Hynds Foundation and Gillies Metaltech are excited to announce that Paula Collier and Zac Whiteside have been selected for the Crucible Artist Residency commencing in September 2025.
Paula Collier is a visual artist originally from Ōtautahi, now based in Te Whanganui-a-Tara. Her practice spans installation, sculpture and photography.
Interested in the dynamic relationship between materials, architectural scale, and unique light qualities of sites, Collier’s installations engage with the ongoing life cycles and active invisibility of spaces and materials. Through manipulating our perception of light and space, her work explores how this relates to the philosophical idea of what Carl Mika calls “the dual hiddenness and presence of an entity”, acknowledging the role of mystery and uncertainty within modes of perception and knowledge.
Her practice considers material memory, latency and potential as a determination “to recognise a sense of other in the presence and ongoing process of a material object” (Mika).
She approaches the role of the artist as a facilitator or conduit, aiming to meet the space and light in mutuality, searching for a material kinship between the architecture and the introduced objects or materials.

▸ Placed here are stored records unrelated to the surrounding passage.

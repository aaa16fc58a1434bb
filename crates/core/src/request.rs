use crate::{encoder::EncodedMedia, schema::SchemaContract};

pub static SYSTEM_INSTRUCTION: &str = r#"
  You are a Misinformation and Harmfulness Analysis engine.
  Your task is to analyze user-provided text and video context to detect misinformation and calculate a harmfulness score (0-100).

  Hate speech, Violence, Medical Misinformation, and Political Manipulation are the key metrics for harmfulness.

  Risk Level Mapping:
  0-30: LOW
  31-70: MEDIUM
  71-100: HIGH

  Respond ONLY in the specified JSON format.
"#;

/// Everything one model invocation carries.
#[derive(Debug, Clone)]
pub struct ModelPayload {
    pub system_instruction: &'static str,
    pub prompt: String,
    pub media: Option<EncodedMedia>,
    pub schema: &'static SchemaContract,
}

impl ModelPayload {
    pub fn has_media(&self) -> bool {
        self.media.is_some()
    }
}

fn user_prompt(raw_text: &str, has_media: bool) -> String {
    let text = if raw_text.is_empty() {
        "None provided"
    } else {
        raw_text
    };
    let media_note = if has_media {
        "A video file was also provided."
    } else {
        "No video provided."
    };

    format!(
        "Analyze the following input:\nText: {text}\n{media_note}\n\nIf video is provided, simulate a speech-to-text transcript if needed or analyze its themes."
    )
}

/// Assemble the payload. Text is embedded verbatim and never validated.
pub fn build_request(raw_text: &str, media: Option<EncodedMedia>) -> ModelPayload {
    ModelPayload {
        system_instruction: SYSTEM_INSTRUCTION,
        prompt: user_prompt(raw_text, media.is_some()),
        media,
        schema: SchemaContract::get(),
    }
}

Her experience working as a textile artist in the film industry provides opportunities for incorporating repurposed or waste materials into her artwork, exploring their qualities beyond their intended practical use. Challenging Western notions of value through the use of everyday materials acts as a prompt to consider the inherited ideologies of material as a resource embedded in capitalist thinking, and to philosophically interrogate the relationship between ourselves and the material world we inhabit.
Collier studied sculpture at Elam School of Fine Art in Tāmaki Makaurau and in 2024 completed a Masters of Fine Arts at Massey University Te Whanganui-a-Tara. Her recent exhibitions are To Be Sure, We Are Speaking (The Engine Room, 2024), A Series of Actions and Observations (The Wellington Working Men’s Club, 2024) and Diurnal Aspect (play_station Gallery).
Zac Whiteside is an Ōtepoti-based artist working across sculpture, performance, and installation. His practice explores humour, labour, and the rituals of modern life through material contradiction, visual metaphor, and wordplay. Zac graduated with First Class Honours from the Dunedin School of Art in 2023 and is the co-director and curator of Pond Gallery, an artist-run space that supports early-career artists. He has recently exhibited in Through the Fray at Blue Oyster Art Project Space (Opened June 13th) and Piss at Pond Gallery (Opened June 27th), a group show he also curated.
@zacwhiteside
About the Crucible Artist Residency:
Located within the Historic Precinct of Ōamaru, and in an industrial context, the residency provides two artists with an opportunity to:
Artists are supported with a stipend of $650 per week, accommodation for the duration of the 12-week residency, 20 hours of technician support, and a subsidy for foundry materials utilised.